╔══

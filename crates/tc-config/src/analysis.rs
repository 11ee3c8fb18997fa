//! Analysis configuration types (`analysis.json`).
//!
//! Every section and field has a default, so an empty object `{}` (or no
//! file at all) yields the built-in configuration.

use schemars::JsonSchema;
use serde::{Deserialize, Serialize};
use std::path::Path;

use crate::validate::ValidationError;
use tc_common::SourceSchema;

/// Complete analysis configuration.
#[derive(Debug, Clone, PartialEq, Serialize, Deserialize, JsonSchema)]
#[serde(deny_unknown_fields)]
pub struct AnalysisConfig {
    #[serde(default = "default_schema_version")]
    pub schema_version: String,

    #[serde(default, skip_serializing_if = "Option::is_none")]
    pub description: Option<String>,

    #[serde(default)]
    pub resource: ResourceSettings,

    #[serde(default)]
    pub histogram: HistogramSettings,

    #[serde(default)]
    pub thresholds: ThresholdSettings,

    #[serde(default)]
    pub ingest: IngestSettings,

    #[serde(default)]
    pub engine: EngineSettings,

    #[serde(default)]
    pub ranking: RankingSettings,
}

fn default_schema_version() -> String {
    crate::CONFIG_SCHEMA_VERSION.to_string()
}

/// Token model: how many users one token covers and how many are owned.
#[derive(Debug, Clone, PartialEq, Eq, Serialize, Deserialize, JsonSchema)]
pub struct ResourceSettings {
    #[serde(default = "default_units_per_resource")]
    pub units_per_resource: u32,

    #[serde(default = "default_tokens_available")]
    pub tokens_available: u32,
}

fn default_units_per_resource() -> u32 {
    3
}

fn default_tokens_available() -> u32 {
    72
}

impl Default for ResourceSettings {
    fn default() -> Self {
        ResourceSettings {
            units_per_resource: default_units_per_resource(),
            tokens_available: default_tokens_available(),
        }
    }
}

#[derive(Debug, Clone, PartialEq, Eq, Serialize, Deserialize, JsonSchema)]
pub struct HistogramSettings {
    /// Bucket width in tokens.
    #[serde(default = "default_bin_size")]
    pub bin_size: u32,
}

fn default_bin_size() -> u32 {
    2
}

impl Default for HistogramSettings {
    fn default() -> Self {
        HistogramSettings {
            bin_size: default_bin_size(),
        }
    }
}

#[derive(Debug, Clone, PartialEq, Serialize, Deserialize, JsonSchema)]
pub struct ThresholdSettings {
    /// Token count used by `periods` and `occurrences` when no flag is given.
    #[serde(default = "default_peak_threshold")]
    pub peak_threshold: i64,

    /// Usage percentage above which buying more tokens is recommended.
    #[serde(default = "default_buy_above_pct")]
    pub buy_above_pct: f64,

    /// Usage percentage below which reducing tokens is suggested.
    #[serde(default = "default_reduce_below_pct")]
    pub reduce_below_pct: f64,
}

fn default_peak_threshold() -> i64 {
    10
}

fn default_buy_above_pct() -> f64 {
    90.0
}

fn default_reduce_below_pct() -> f64 {
    60.0
}

impl Default for ThresholdSettings {
    fn default() -> Self {
        ThresholdSettings {
            peak_threshold: default_peak_threshold(),
            buy_above_pct: default_buy_above_pct(),
            reduce_below_pct: default_reduce_below_pct(),
        }
    }
}

/// How source files are read.
#[derive(Debug, Clone, PartialEq, Eq, Serialize, Deserialize, JsonSchema)]
pub struct IngestSettings {
    /// CSV field delimiter (a single ASCII character).
    #[serde(default = "default_delimiter")]
    pub delimiter: char,

    #[serde(default)]
    pub schema: SourceSchema,
}

fn default_delimiter() -> char {
    ','
}

impl Default for IngestSettings {
    fn default() -> Self {
        IngestSettings {
            delimiter: default_delimiter(),
            schema: SourceSchema::default(),
        }
    }
}

#[derive(Debug, Clone, PartialEq, Eq, Serialize, Deserialize, JsonSchema)]
pub struct EngineSettings {
    /// Sweep steps between cancellation checks.
    #[serde(default = "default_slice_len")]
    pub slice_len: usize,
}

fn default_slice_len() -> usize {
    1000
}

impl Default for EngineSettings {
    fn default() -> Self {
        EngineSettings {
            slice_len: default_slice_len(),
        }
    }
}

#[derive(Debug, Clone, PartialEq, Eq, Serialize, Deserialize, JsonSchema)]
pub struct RankingSettings {
    #[serde(default = "default_top_n")]
    pub top_n: usize,
}

fn default_top_n() -> usize {
    10
}

impl Default for RankingSettings {
    fn default() -> Self {
        RankingSettings {
            top_n: default_top_n(),
        }
    }
}

impl Default for AnalysisConfig {
    fn default() -> Self {
        AnalysisConfig {
            schema_version: default_schema_version(),
            description: None,
            resource: ResourceSettings::default(),
            histogram: HistogramSettings::default(),
            thresholds: ThresholdSettings::default(),
            ingest: IngestSettings::default(),
            engine: EngineSettings::default(),
            ranking: RankingSettings::default(),
        }
    }
}

impl AnalysisConfig {
    /// Load configuration from a JSON file.
    pub fn from_file(path: &Path) -> Result<Self, ValidationError> {
        let content = std::fs::read_to_string(path).map_err(|e| {
            ValidationError::IoError(format!("Failed to read {}: {}", path.display(), e))
        })?;
        Self::from_json(&content)
    }

    /// Parse configuration from a JSON string.
    pub fn from_json(json: &str) -> Result<Self, ValidationError> {
        serde_json::from_str(json)
            .map_err(|e| ValidationError::ParseError(format!("Invalid JSON: {}", e)))
    }

    pub fn to_json_pretty(&self) -> Result<String, serde_json::Error> {
        serde_json::to_string_pretty(self)
    }

    /// JSON Schema describing `analysis.json`.
    pub fn json_schema() -> serde_json::Value {
        serde_json::to_value(schemars::schema_for!(AnalysisConfig)).unwrap_or_default()
    }
}

#[cfg(test)]
mod tests {
    use super::*;

    #[test]
    fn test_empty_object_is_default() {
        let config = AnalysisConfig::from_json("{}").unwrap();
        assert_eq!(config, AnalysisConfig::default());
        assert_eq!(config.resource.units_per_resource, 3);
        assert_eq!(config.resource.tokens_available, 72);
        assert_eq!(config.histogram.bin_size, 2);
        assert_eq!(config.thresholds.peak_threshold, 10);
    }

    #[test]
    fn test_partial_sections_keep_defaults() {
        let config =
            AnalysisConfig::from_json(r#"{"resource": {"tokens_available": 40}}"#).unwrap();
        assert_eq!(config.resource.tokens_available, 40);
        assert_eq!(config.resource.units_per_resource, 3);
    }

    #[test]
    fn test_unknown_top_level_field_rejected() {
        let err = AnalysisConfig::from_json(r#"{"tokens": 5}"#).unwrap_err();
        assert!(matches!(err, ValidationError::ParseError(_)));
    }

    #[test]
    fn test_custom_schema_columns() {
        let json = r#"{
            "ingest": {
                "delimiter": ";",
                "schema": {
                    "user": ["LOGIN"],
                    "start": [{"column": "BEGIN", "encoding": "epoch_seconds"}],
                    "end": [{"column": "FINISH", "encoding": "absolute"}]
                }
            }
        }"#;
        let config = AnalysisConfig::from_json(json).unwrap();
        assert_eq!(config.ingest.delimiter, ';');
        assert_eq!(config.ingest.schema.user, vec!["LOGIN".to_string()]);
        assert!(config.ingest.schema.duration.is_empty());
        assert!(config.ingest.schema.compose_session_subject);
    }

    #[test]
    fn test_schema_lists_sections() {
        let schema = AnalysisConfig::json_schema();
        let props = schema["properties"].as_object().unwrap();
        for key in ["resource", "histogram", "thresholds", "ingest", "engine", "ranking"] {
            assert!(props.contains_key(key), "missing {key}");
        }
    }
}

╚══

**How to complete this task:** Type out the listing again with nothing changed.

**Answer space:**
filename crates/tc-config/src/analysis.rs
repository 11ee3c8fb18997fa
//! Analysis configuration types (`analysis.json`).
//!
//! Every section and field has a default, so an empty object `{}` (or no
//! file at all) yields the built-in configuration.

use schemars::JsonSchema;
use serde::{Deserialize, Serialize};
use std::path::Path;

use crate::validate::ValidationError;
use tc_common::SourceSchema;

/// Complete analysis configuration.
#[derive(Debug, Clone, PartialEq, Serialize, Deserialize, JsonSchema)]
#[serde(deny_unknown_fields)]
pub struct AnalysisConfig {
    #[serde(default = "default_schema_version")]
    pub schema_version: String,

    #[serde(default, skip_serializing_if = "Option::is_none")]
    pub description: Option<String>,

    #[serde(default)]
    pub resource: ResourceSettings,

    #[serde(default)]
    pub histogram: HistogramSettings,

    #[serde(default)]
    pub thresholds: ThresholdSettings,

    #[serde(default)]
    pub ingest: IngestSettings,

    #[serde(default)]
    pub engine: EngineSettings,

    #[serde(default)]
    pub ranking: RankingSettings,
}

fn default_schema_version() -> String {
    crate::CONFIG_SCHEMA_VERSION.to_string()
}

/// Token model: how many users one token covers and how many are owned.
#[derive(Debug, Clone, PartialEq, Eq, Serialize, Deserialize, JsonSchema)]
pub struct ResourceSettings {
    #[serde(default = "default_units_per_resource")]
    pub units_per_resource: u32,

    #[serde(default = "default_tokens_available")]
    pub tokens_available: u32,
}

fn default_units_per_resource() -> u32 {
    3
}

fn default_tokens_available() -> u32 {
    72
}

impl Default for ResourceSettings {
    fn default() -> Self {
        ResourceSettings {
            units_per_resource: default_units_per_resource(),
            tokens_available: default_tokens_available(),
        }
    }
}

#[derive(Debug, Clone, PartialEq, Eq, Serialize, Deserialize, JsonSchema)]
pub struct HistogramSettings {
    /// Bucket width in tokens.
    #[serde(default = "default_bin_size")]
    pub bin_size: u32,
}

fn default_bin_size() -> u32 {
    2
}

impl Default for HistogramSettings {
    fn default() -> Self {
        HistogramSettings {
            bin_size: default_bin_size(),
        }
    }
}

#[derive(Debug, Clone, PartialEq, Serialize, Deserialize, JsonSchema)]
pub struct ThresholdSettings {
    /// Token count used by `periods` and `occurrences` when no flag is given.
    #[serde(default = "default_peak_threshold")]
    pub peak_threshold: i64,

    /// Usage percentage above which buying more tokens is recommended.
    #[serde(default = "default_buy_above_pct")]
    pub buy_above_pct: f64,

    /// Usage percentage below which reducing tokens is suggested.
    #[serde(default = "default_reduce_below_pct")]
    pub reduce_below_pct: f64,
}

fn default_peak_threshold() -> i64 {
    10
}

fn default_buy_above_pct() -> f64 {
    90.0
}

fn default_reduce_below_pct() -> f64 {
    60.0
}

impl Default for ThresholdSettings {
    fn default() -> Self {
        ThresholdSettings {
            peak_threshold: default_peak_threshold(),
            buy_above_pct: default_buy_above_pct(),
            reduce_below_pct: default_reduce_below_pct(),
        }
    }
}

/// How source files are read.
#[derive(Debug, Clone, PartialEq, Eq, Serialize, Deserialize, JsonSchema)]
pub struct IngestSettings {
    /// CSV field delimiter (a single ASCII character).
    #[serde(default = "default_delimiter")]
    pub delimiter: char,

    #[serde(default)]
    pub schema: SourceSchema,
}

fn default_delimiter() -> char {
    ','
}

impl Default for IngestSettings {
    fn default() -> Self {
        IngestSettings {
            delimiter: default_delimiter(),
            schema: SourceSchema::default(),
        }
    }
}

#[derive(Debug, Clone, PartialEq, Eq, Serialize, Deserialize, JsonSchema)]
pub struct EngineSettings {
    /// Sweep steps between cancellation checks.
    #[serde(default = "default_slice_len")]
    pub slice_len: usize,
}

fn default_slice_len() -> usize {
    1000
}

impl Default for EngineSettings {
    fn default() -> Self {
        EngineSettings {
            slice_len: default_slice_len(),
        }
    }
}

#[derive(Debug, Clone, PartialEq, Eq, Serialize, Deserialize, JsonSchema)]
pub struct RankingSettings {
    #[serde(default = "default_top_n")]
    pub top_n: usize,
}

fn default_top_n() -> usize {
    10
}

impl Default for RankingSettings {
    fn default() -> Self {
        RankingSettings {
            top_n: default_top_n(),
        }
    }
}

impl Default for AnalysisConfig {
    fn default() -> Self {
        AnalysisConfig {
            schema_version: default_schema_version(),
            description: None,
            resource: ResourceSettings::default(),
            histogram: HistogramSettings::default(),
            thresholds: ThresholdSettings::default(),
            ingest: IngestSettings::default(),
            engine: EngineSettings::default(),
            ranking: RankingSettings::default(),
        }
    }
}

impl AnalysisConfig {
    /// Load configuration from a JSON file.
    pub fn from_file(path: &Path) -> Result<Self, ValidationError> {
        let content = std::fs::read_to_string(path).map_err(|e| {
            ValidationError::IoError(format!("Failed to read {}: {}", path.display(), e))
        })?;
        Self::from_json(&content)
    }

    /// Parse configuration from a JSON string.
    pub fn from_json(json: &str) -> Result<Self, ValidationError> {
        serde_json::from_str(json)
            .map_err(|e| ValidationError::ParseError(format!("Invalid JSON: {}", e)))
    }

    pub fn to_json_pretty(&self) -> Result<String, serde_json::Error> {
        serde_json::to_string_pretty(self)
    }

    /// JSON Schema describing `analysis.json`.
    pub fn json_schema() -> serde_json::Value {
        serde_json::to_value(schemars::schema_for!(AnalysisConfig)).unwrap_or_default()
    }
}

#[cfg(test)]
mod tests {
    use super::*;

    #[test]
    fn test_empty_object_is_default() {
        let config = AnalysisConfig::from_json("{}").unwrap();
        assert_eq!(config, AnalysisConfig::default());
        assert_eq!(config.resource.units_per_resource, 3);
        assert_eq!(config.resource.tokens_available, 72);
        assert_eq!(config.histogram.bin_size, 2);
        assert_eq!(config.thresholds.peak_threshold, 10);
    }

    #[test]
    fn test_partial_sections_keep_defaults() {
        let config =
            AnalysisConfig::from_json(r#"{"resource": {"tokens_available": 40}}"#).unwrap();
        assert_eq!(config.resource.tokens_available, 40);
        assert_eq!(config.resource.units_per_resource, 3);
    }

    #[test]
    fn test_unknown_top_level_field_rejected() {
        let err = AnalysisConfig::from_json(r#"{"tokens": 5}"#).unwrap_err();
        assert!(matches!(err, ValidationError::ParseError(_)));
    }

    #[test]
    fn test_custom_schema_columns() {
        let json = r#"{
            "ingest": {
                "delimiter": ";",
                "schema": {
                    "user": ["LOGIN"],
                    "start": [{"column": "BEGIN", "encoding": "epoch_seconds"}],
                    "end": [{"column": "FINISH", "encoding": "absolute"}]
                }
            }
        }"#;
        let config = AnalysisConfig::from_json(json).unwrap();
        assert_eq!(config.ingest.delimiter, ';');
        assert_eq!(config.ingest.schema.user, vec!["LOGIN".to_string()]);
        assert!(config.ingest.schema.duration.is_empty());
        assert!(config.ingest.schema.compose_session_subject);
    }

    #[test]
    fn test_schema_lists_sections() {
        let schema = AnalysisConfig::json_schema();
        let props = schema["properties"].as_object().unwrap();
        for key in ["resource", "histogram", "thresholds", "ingest", "engine", "ranking"] {
            assert!(props.contains_key(key), "missing {key}");
        }
    }
}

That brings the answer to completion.